The original track is from The 1975’s third studio album, A Brief Inquiry into Online Relationships. Matty Healy, the band’s frontman, described the song as “a homage to the now now now, right now, musically” (Interview with Radio X). The song was released in 2018, and remains relevant right now in 2020: a time of real confusion, desperation, tension, generational gaps and political differences.  


Stripping it back to raw acoustic sounds, the Nashville-based singer’s cover reflects the current zeitgeist of young liberals in America – her ethereal tones and timbre mirror a deep feeling of disenchantment and despondency towards the political directions of America: “I wanted to cover [the song] in a way that matches the emotions I felt when I heard it for the first time” (Charli Adams, in conversion with Earmilk.) Adams’ cover amplifies the fragility and entrancing nature of The 1975 version, adding perhaps even more pathos and anguish from a young American’s perspective.  


The original track has clear associations with trap music – and when Matty talks about this, he goes further and identifies trap as “this generations’ punk”. Punk being the ultimate political voice in music and anti-establishment genre. Adam’s maintains this feeling through her hypotonic vibe and melancholy tones; she “cried to the trap beat of the original version because the lyrics are so devastating”.   


Adams version gives a new breath of life to the lyrics. Her cover shares the original cultural references, but, in 2020, it also adopts new meaning of its very own… 


I’m scared of dying / is that on fire? 

This reference to thanatophobia (death anxiety) takes a whole new meaning with the dawning of Black Lives Matter, while the Wildfires in America made global news as they devastated California, Oregon and western states – clear evidence to all of the raging climate crisis.  


Kids don’t want rifles / they want supreme 

Mass shootings and gun violence problems dominate American life. This distressing lyric plays on the effortlessness ability to purchase a gun in America – easier than buying designer clothes. But also, Adams cover highlights the voice of America’s liberal youth, who don’t want these problems dominating their future.  


Adam also adopts The 1975’s referential style in her cover’s video - visually echoing another 1975 track Love It If We Made It, while capturing the millennial voice. Her performance is recorded via webcam, showing her performing the safety of her bedroom, and juxtaposed with a montage of device-filmed footage, depicting civil unrest, protests and anxieties, plays in the background. This could be read as a signpost for global lockdown or isolation, while in parallel, it also visually demonstrates the ongoing and continuous stream of chaos that carries on the world around us; showing that even if something doesn’t directly affect us, it still exists.  


Through performance and visuals of the video, Adams emphasises the lyrics, particularly the refrain “would you please listen”.  Young people feel like their voices of progressive change are being drowned out by regressive ideals.
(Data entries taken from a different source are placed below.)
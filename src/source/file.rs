use std::path::Path;

use anyhow::{Context, Result, bail};
use calamine::{Data, Reader, open_workbook_auto};
use encoding_rs::Encoding;
use log::{debug, info};

use crate::{io_utils, source::RawTable};

const SPREADSHEET_EXTENSIONS: &[&str] = &["xlsx", "xlsm", "xlsb", "xls", "ods"];

pub fn is_spreadsheet(path: &Path) -> bool {
    path.extension()
        .and_then(|ext| ext.to_str())
        .is_some_and(|ext| {
            SPREADSHEET_EXTENSIONS
                .iter()
                .any(|known| ext.eq_ignore_ascii_case(known))
        })
}

/// Reads a delimited file or the first sheet of a workbook into a raw table.
pub fn load_table(
    path: &Path,
    delimiter: Option<u8>,
    encoding: &'static Encoding,
) -> Result<RawTable> {
    let table = if is_spreadsheet(path) {
        read_spreadsheet(path)?
    } else {
        let delimiter = io_utils::resolve_input_delimiter(path, delimiter);
        read_delimited(path, delimiter, encoding)?
    };
    info!(
        "Loaded {} row(s) and {} column(s) from {:?}",
        table.len(),
        table.headers.len(),
        path
    );
    Ok(table)
}

pub fn read_delimited(
    path: &Path,
    delimiter: u8,
    encoding: &'static Encoding,
) -> Result<RawTable> {
    let mut reader = io_utils::open_csv_reader_from_path(path, delimiter)?;
    let headers = io_utils::reader_headers(&mut reader, encoding)
        .with_context(|| format!("Reading headers from {path:?}"))?;
    if headers.iter().all(|h| h.trim().is_empty()) {
        debug!("{path:?} has no header row");
        return Ok(RawTable::default());
    }
    let mut rows = Vec::new();
    for (idx, record) in reader.byte_records().enumerate() {
        let record = record.with_context(|| format!("Reading row {}", idx + 2))?;
        let decoded = io_utils::decode_record(&record, encoding)
            .with_context(|| format!("Decoding row {}", idx + 2))?;
        rows.push(decoded);
    }
    Ok(RawTable::new(headers, rows))
}

pub fn read_spreadsheet(path: &Path) -> Result<RawTable> {
    let mut workbook =
        open_workbook_auto(path).with_context(|| format!("Opening workbook {path:?}"))?;
    let sheet_names = workbook.sheet_names().to_vec();
    let Some(sheet) = sheet_names.first() else {
        bail!("Workbook {path:?} has no sheets");
    };
    debug!(
        "Reading sheet '{}' (first of {} sheet(s))",
        sheet,
        sheet_names.len()
    );
    let range = workbook
        .worksheet_range(sheet)
        .with_context(|| format!("Reading sheet '{sheet}' from {path:?}"))?;

    let mut rows = range.rows();
    let Some(header_row) = rows.next() else {
        return Ok(RawTable::default());
    };
    let headers = header_row.iter().map(cell_text).collect::<Vec<_>>();
    let body = rows
        .map(|row| row.iter().map(cell_text).collect::<Vec<_>>())
        .collect::<Vec<_>>();
    Ok(RawTable::new(headers, body))
}

/// Renders a spreadsheet cell the way it would have appeared in a CSV export.
fn cell_text(cell: &Data) -> String {
    match cell {
        Data::Empty | Data::Error(_) => String::new(),
        Data::String(s) => s.trim().to_string(),
        Data::Int(i) => i.to_string(),
        Data::Float(f) => {
            if f.fract() == 0.0 && f.abs() < 1e15 {
                // integral floats are usually ids or counts; keep them free of ".0"
                format!("{}", *f as i64)
            } else {
                f.to_string()
            }
        }
        Data::Bool(b) => b.to_string(),
        Data::DateTime(dt) => match dt.as_datetime() {
            Some(value) if value.time() == chrono::NaiveTime::MIN => {
                value.date().format("%Y-%m-%d").to_string()
            }
            Some(value) => value.format("%Y-%m-%d %H:%M:%S").to_string(),
            None => dt.as_f64().to_string(),
        },
        Data::DateTimeIso(s) | Data::DurationIso(s) => s.clone(),
    }
}

#[cfg(test)]
mod tests {
    use super::*;
    use encoding_rs::UTF_8;
    use std::io::Write;
    use tempfile::NamedTempFile;

    #[test]
    fn spreadsheet_detection_is_case_insensitive() {
        assert!(is_spreadsheet(Path::new("report.XLSX")));
        assert!(is_spreadsheet(Path::new("report.ods")));
        assert!(!is_spreadsheet(Path::new("report.csv")));
        assert!(!is_spreadsheet(Path::new("report")));
    }

    #[test]
    fn read_delimited_keeps_header_spelling_and_pads_rows() {
        let mut file = NamedTempFile::with_suffix(".csv").expect("temp file");
        write!(file, "Campaign name,Amount spent (INR),Link clicks\nSpring,10.5\n").unwrap();
        let table = load_table(file.path(), None, UTF_8).expect("load csv");
        assert_eq!(
            table.headers,
            vec!["Campaign name", "Amount spent (INR)", "Link clicks"]
        );
        assert_eq!(table.rows, vec![vec!["Spring", "10.5", ""]]);
    }

    #[test]
    fn read_delimited_on_empty_file_yields_empty_table() {
        let file = NamedTempFile::with_suffix(".csv").expect("temp file");
        let table = load_table(file.path(), None, UTF_8).expect("load empty csv");
        assert!(table.headers.is_empty());
        assert!(table.is_empty());
    }

    #[test]
    fn cell_text_drops_integral_fraction() {
        assert_eq!(cell_text(&Data::Float(1200.0)), "1200");
        assert_eq!(cell_text(&Data::Float(12.25)), "12.25");
        assert_eq!(cell_text(&Data::String("  x ".into())), "x");
        assert_eq!(cell_text(&Data::Empty), "");
    }
}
Healy said this track demonstrates the “feeling of being drowned out, being misrepresented, being so powerful as a unit but not knowing how to utilize it” – a feeling many young people can relate to right now, especially in America.  


And Adams offers is a solution by sharing this cover. Her generation are finding their political voice, and, especially in these current times we find ourselves in, it’s truly inspiring to see music and art being used as a powerful mediator for social change.  


With the Presidential countdown concluding by the end of this week, artists make their final attempts to call on liberal Americans to vote out Donald Trump – a President that worsens both national divides and international tensions, doesn’t recognise the 21st century problems and, ultimately, is a liar.